Porter only played in three games during his lone season with the Tigers — including two uninspiring postseason efforts in which he couldn’t get his shot to fall while trying to prove that he was healthy. And now it feels like there are a million questions about MPJ and his health.

During the NBA Draft process, Porter has cancelled and rescheduled pro days, kept medical records private for long lengths of time and given plenty of teams pause as to whether or not he is truly healthy. If Porter’s back and hip stay as a lingering issue then it changes who he is as a basketball player. Already a bit rigid, with hips that aren’t particularly fluid, Porter could have trouble moving laterally in an increasingly quick and nimble league that is only getting smaller.

Porter’s jumper also uses his whole body to elevate. It didn’t look nearly the same during those March games where he tried to gut it out. And Porter has been such a gifted scorer during his high school career that he’s never had to worry about passing or making others around him better.

Some have also questioned Porter’s ego and his ability to be a willing teammate — which are legitimate questions in a league that often sees its stars feud with others and move on to new teams.

Again, if Porter is fully healthy and ready to go, he could be a double-double threat on the wing and a 20-point per game scorer. But if Porter isn’t healthy? Some team is taking a big risk on not only taking an injured player but passing on a talented healthy player who could morph into an all-star.

(John Weast/Getty Images)

TRAE YOUNG

Perhaps the most fascinating prospect in the draft because of his insane range and overall offensive ability, Young is going to be one of the names to watch on draft night.

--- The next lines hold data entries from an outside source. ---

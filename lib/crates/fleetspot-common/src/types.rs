use serde::{Deserialize, Serialize};

/// A provider-level resource tag.
///
/// Serialized with the provider's `Key`/`Value` field names so a slice of
/// tags can be handed to `create-tags` as-is.
#[derive(Debug, Clone, PartialEq, Eq, Hash, Serialize, Deserialize)]
#[serde(rename_all = "PascalCase")]
pub struct Tag {
    pub key: String,
    pub value: String,
}

impl Tag {
    pub fn new(key: impl Into<String>, value: impl Into<String>) -> Self {
        Self {
            key: key.into(),
            value: value.into(),
        }
    }
}

/// A tag the owning group wants on every member instance.
#[derive(Debug, Clone, PartialEq, Eq, Serialize, Deserialize)]
pub struct GroupTag {
    pub key: String,
    #[serde(default)]
    pub value: String,
    /// Launch-time inheritance flag of the group. Meaningless for an
    /// instance that is tagged after it is already running.
    #[serde(default)]
    pub propagate_at_launch: bool,
}

impl GroupTag {
    pub fn new(key: impl Into<String>, value: impl Into<String>, propagate_at_launch: bool) -> Self {
        Self {
            key: key.into(),
            value: value.into(),
            propagate_at_launch,
        }
    }

    /// The provider tag for this entry, without the launch flag.
    #[must_use]
    pub fn to_tag(&self) -> Tag {
        Tag::new(self.key.clone(), self.value.clone())
    }
}

/// The logical owner of a set of instances (autoscaling group analogue).
#[derive(Debug, Clone, Default, PartialEq, Eq, Serialize, Deserialize)]
pub struct FleetGroup {
    pub name: String,
    /// Desired tags, in declaration order.
    #[serde(default)]
    pub tags: Vec<GroupTag>,
}

impl FleetGroup {
    pub fn new(name: impl Into<String>, tags: Vec<GroupTag>) -> Self {
        Self {
            name: name.into(),
            tags,
        }
    }
}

Some mock drafts feel he’s a top-three talent, or even the best prospect overall because of his new-age ability to pull-up and hit threes from 30 feet away. Others feel like he’s a potential defensive liability who doesn’t necessarily play winning basketball all the time because of his shot selection and high number of turnovers.

While Young could be a monster steal for some team hoping to get the next Steph Curry, those comparisons are also going to be dangerous, while likely following Young the rest of this career.

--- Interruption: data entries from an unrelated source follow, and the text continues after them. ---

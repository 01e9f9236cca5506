//! Fulfillment waiter.

use crate::application::ports::ProviderGateway;
use crate::domain::SpotRequestError;

/// Block until `request_id` is fulfilled.
///
/// There is no retry here: the gateway's own wait primitive owns polling,
/// and its failure is returned unchanged as [`SpotRequestError::Wait`].
///
/// # Errors
///
/// Returns [`SpotRequestError::Wait`] if the request fails, is cancelled, or
/// the wait itself errors.
pub async fn wait_for_fulfillment(
    gateway: &dyn ProviderGateway,
    request_id: &str,
) -> Result<(), SpotRequestError> {
    tracing::info!(request_id, "waiting for spot instance request to be fulfilled");

    if let Err(e) = gateway.wait_until_fulfilled(request_id).await {
        tracing::warn!(request_id, error = %e, "spot instance request was not fulfilled");
        return Err(SpotRequestError::Wait(e));
    }

    tracing::info!(request_id, "spot instance request fulfilled");
    Ok(())
}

For Young, it could be all about fit and who winds up taking him.

When Young was in high school, he was at his best when he had elite talent around him. Michael Porter Jr. was the go-to scorer on a MoKan team that won the Nike Peach Jam. Young also looked solid during stretches with USA Basketball when he had tons of weapons around him.

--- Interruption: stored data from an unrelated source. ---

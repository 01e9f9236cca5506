//! Typed domain error enums.
//!
//! This module has zero imports from `crate::infra`, `crate::commands`,
//! `crate::application`, `tokio`, or `std::process`.

use thiserror::Error;

use crate::domain::request::RequestState;

// ── Provider errors ───────────────────────────────────────────────────────────

/// A failure reported by the provider gateway.
///
/// `Display` is the provider's message, unchanged.
#[derive(Debug, Clone, PartialEq, Eq, Error)]
#[error("{message}")]
pub struct ProviderError {
    message: String,
}

impl ProviderError {
    pub fn new(message: impl Into<String>) -> Self {
        Self {
            message: message.into(),
        }
    }

    #[must_use]
    pub fn message(&self) -> &str {
        &self.message
    }
}

// ── Spot request errors ───────────────────────────────────────────────────────

/// Errors surfaced while taking a spot request from `pending` to `tagged`.
///
/// The three provider-backed variants are transparent: their message is the
/// provider's message. The variant records which stage failed.
#[derive(Debug, Error)]
pub enum SpotRequestError {
    /// The request never reached fulfillment.
    #[error(transparent)]
    Wait(ProviderError),

    /// Describing the request or its instance failed outright.
    #[error(transparent)]
    Resolve(ProviderError),

    /// A create-tags call failed.
    #[error(transparent)]
    Tag(ProviderError),

    #[error("spot request {request_id} was already processed (state: {state})")]
    AlreadyProcessed {
        request_id: String,
        state: RequestState,
    },

    #[error(transparent)]
    Transition(#[from] TransitionError),

    #[error("tracking task for spot request {request_id} aborted: {reason}")]
    TaskAborted { request_id: String, reason: String },
}

impl SpotRequestError {
    /// Short machine-readable stage name, used in JSON output.
    #[must_use]
    pub fn kind(&self) -> &'static str {
        match self {
            Self::Wait(_) => "wait",
            Self::Resolve(_) => "resolve",
            Self::Tag(_) => "tag",
            Self::AlreadyProcessed { .. } => "already_processed",
            Self::Transition(_) => "transition",
            Self::TaskAborted { .. } => "task_aborted",
        }
    }

    /// The underlying provider error, if this failure came from the gateway.
    #[must_use]
    pub fn provider_error(&self) -> Option<&ProviderError> {
        match self {
            Self::Wait(e) | Self::Resolve(e) | Self::Tag(e) => Some(e),
            _ => None,
        }
    }
}

// ── State machine errors ──────────────────────────────────────────────────────

/// A request state change that the lifecycle does not allow.
#[derive(Debug, Clone, PartialEq, Eq, Error)]
#[error("spot request {request_id} cannot move from {from} to {to}")]
pub struct TransitionError {
    pub request_id: String,
    pub from: RequestState,
    pub to: RequestState,
}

Once teams in the Big 12 figured out his individual offensive tendencies after a hot start last season, they forced him into being a playmaker and the Sooners struggled to win games. Of course, the lack of talent around him doesn’t fall on Young, who didn’t recruit his teammates at Oklahoma. But what happens if Young falls to a dysfunctional franchise like the Orlando Magic? He’ll be expected to be a savior right away with minimal help — while also having to overcome glaring deficiencies like perimeter defense and a high number of turnovers.

And how do you think NBA players are going to react to the task of guarding Young? There’s an old Dream Team story about Michael Jordan and Scottie Pippen practically fighting so they could defend future Chicago Bulls teammate Toni Kukoc one-on-one during the ’92 Olympics. They had heard about the hype surrounding Kukoc, even though he had never played in an NBA game.

After being a national media darling much of last season, Young is going to get a lot of strong one-on-one defenders who are hungry to slow him down. Game plans will revolve around limiting Young’s touches and ability to launch shots. Teams and veteran players are going to do everything they can to frustrate Young and make life tough.

Young is talented and skilled enough to make all of these questions go away. He’s a unique talent who could very well end up being worthy of all of the hype. But he’s going to need some help reaching his full potential, and some of those things are out of his control.